Our long-term objective is to understand the host factors that regulate the systemic inflammation and pathogenesis of sepsis, which affects 750,000 persons every year in United States alone and causes high mortality worldwide. We recently discovered a novel host factor, nuclear factor-erythroid 2 p45-related factor 2 (Nrf2) that plays a critical role in determining susceptibility to sepsis by regulating a compensatory pathway that controls the induction of protective cellular antioxidants. Nrf2 is a basic leucine zipper transcription factor that regulates the expression of antioxidant genes including the glutathione pathway and heme oxygenase in response to oxidative and inflammatory stress. Global disruption of Nrf2 (Nrf2 -/-) dramatically decreased survival after cecal ligation and puncture (CLP) and endotoxin treatment relative to wild-type mice (Nrf2 +/+). We hypothesize that Nrf2 regulates a host compensatory mechanism that causes transcriptional induction of antioxidant genes, which determines survival during sepsis. Disruption of Nrf2-dependent compensatory antioxidant pathways increases mortality by exaggerating the innate immune response and predisposing lymphocytes to increase apoptosis. This proposal will shed light on the Nrf2-dependent regulation of immunopathogenesis of sepsis and survival after CLP and strives to develop an intervention strategy targeting Nrf2 with a novel small-molecule activator.

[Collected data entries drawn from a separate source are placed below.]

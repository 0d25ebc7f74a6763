//! Integration tests for `cargo affected list`

use crate::helpers::{TestWorkspace, run_cargo_affected, selected};
use anyhow::Result;

#[test]
fn test_list_nothing_changed() -> Result<()> {
  let ws = TestWorkspace::abc()?;

  assert!(selected(&ws.path, &[])?.is_empty());

  Ok(())
}

#[test]
fn test_list_change_selects_dependents() -> Result<()> {
  let ws = TestWorkspace::abc()?;
  ws.write_file("a/src/Main.kt", "// changed\n")?;

  assert_eq!(selected(&ws.path, &[])?, vec![":a", ":b"]);
  assert_eq!(selected(&ws.path, &["--changed-only"])?, vec![":a"]);
  assert_eq!(selected(&ws.path, &["--dependent-only"])?, vec![":b"]);

  Ok(())
}

#[test]
fn test_list_leaf_change_has_no_dependents() -> Result<()> {
  let ws = TestWorkspace::abc()?;
  ws.write_file("b/src/Main.kt", "// changed\n")?;

  assert_eq!(selected(&ws.path, &[])?, vec![":b"]);
  assert!(selected(&ws.path, &["--dependent-only"])?.is_empty());

  Ok(())
}

#[test]
fn test_list_untracked_file_counts() -> Result<()> {
  let ws = TestWorkspace::abc()?;
  ws.write_file("c/src/New.kt", "// new\n")?;

  assert_eq!(selected(&ws.path, &[])?, vec![":c"]);

  Ok(())
}

#[test]
fn test_list_committed_only_skips_working_tree() -> Result<()> {
  let ws = TestWorkspace::abc()?;
  ws.write_file("a/src/Main.kt", "// committed\n")?;
  ws.commit("Change a")?;
  ws.write_file("c/src/Main.kt", "// uncommitted\n")?;

  assert_eq!(selected(&ws.path, &[])?, vec![":a", ":b", ":c"]);
  assert_eq!(selected(&ws.path, &["--committed-only"])?, vec![":a", ":b"]);

  Ok(())
}

#[test]
fn test_list_baseline_override() -> Result<()> {
  let ws = TestWorkspace::abc()?;
  ws.merge_feature("touch-c", &[("c/src/Main.kt", "// merged\n")])?;
  ws.write_file("a/src/Main.kt", "// changed\n")?;
  ws.commit("Change a")?;

  // Last merge commit is the touch-c merge, so only :a's change is seen.
  assert_eq!(selected(&ws.path, &[])?, vec![":a", ":b"]);

  // Diffing against HEAD~2 (the setup merge) also sees the touch-c merge.
  let output = run_cargo_affected(&ws.path, &["list", "--format", "names", "--baseline", "HEAD~2"])?;
  let names: Vec<String> = String::from_utf8_lossy(&output.stdout).lines().map(String::from).collect();
  assert_eq!(names, vec![":a", ":b", ":c"]);

  Ok(())
}

#[test]
fn test_list_json_output() -> Result<()> {
  let ws = TestWorkspace::abc()?;
  ws.write_file("a/src/Main.kt", "// changed\n")?;

  let output = run_cargo_affected(&ws.path, &["list", "--format", "json"])?;
  let json: serde_json::Value = serde_json::from_slice(&output.stdout)?;

  assert_eq!(json["enabled"], true);
  assert_eq!(json["scope"], "all_affected");
  assert_eq!(json["classification"]["mode"]["mode"], "selective");
  assert_eq!(json["classification"]["changed"], serde_json::json!([":a"]));
  assert_eq!(json["classification"]["dependent"], serde_json::json!([":b"]));
  assert_eq!(json["selected"], serde_json::json!([":a", ":b"]));
  assert_eq!(json["summary"]["modules_count"], 3);

  Ok(())
}

#[test]
fn test_list_text_output() -> Result<()> {
  let ws = TestWorkspace::abc()?;
  ws.write_file("a/src/Main.kt", "// changed\n")?;

  let output = run_cargo_affected(&ws.path, &["list", "--all"])?;
  let stdout = String::from_utf8_lossy(&output.stdout);

  assert!(stdout.contains("Changed: 1 modules"), "got: {}", stdout);
  assert!(stdout.contains("Dependent: 1 modules"), "got: {}", stdout);
  assert!(stdout.contains("a/src/Main.kt"), "got: {}", stdout);
  assert!(stdout.contains(":c"), "--all should list unaffected modules: {}", stdout);

  Ok(())
}

#[test]
fn test_list_scope_flags_conflict() -> Result<()> {
  let ws = TestWorkspace::abc()?;

  let result = run_cargo_affected(&ws.path, &["list", "--changed-only", "--dependent-only"]);
  assert!(result.is_err());

  Ok(())
}

#[test]
fn test_list_file_names_git_would_quote() -> Result<()> {
  let ws = TestWorkspace::declared(&[(":root", "", ""), (":a", "a", ""), (":b", "b", ":a")], "")?;

  // Untracked: reported by ls-files
  ws.write_file("a/src/we\"ird.kt", "// quoted\n")?;
  assert_eq!(selected(&ws.path, &["--changed-only"])?, vec![":a"]);

  // Committed: reported by diff
  ws.commit("Add file with a quote")?;
  ws.write_file("b/src/tab\there.kt", "// tab\n")?;
  ws.commit("Add file with a tab")?;
  assert_eq!(selected(&ws.path, &["--changed-only", "--committed-only"])?, vec![":a", ":b"]);
  assert_eq!(selected(&ws.path, &["--dependent-only"])?, Vec::<String>::new());

  Ok(())
}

Specific Aim 1 : To test the hypothesis that Nrf2 determines survival after CLP by protecting against deregulation of innate immune response by maintaining cellular redox balance.
Specific Aim 2 : To test the hypothesis that Nrf2 improves survival after CLP by attenuating apoptosis of lymphocytes.
Specific Aim 3 : To test the hypothesis of intervening sepsis by increasing Nrf2 activity with a small-molecule activator. The immunopathogenesis of sepsis remains poorly understood. Nrf2 provides a novel link between the regulation of oxidative stress, the innate immune response.and survival during sepsis. These studies may lead to the development of novel strategies based on Nrf2 for intervening in sepsis and improving survival.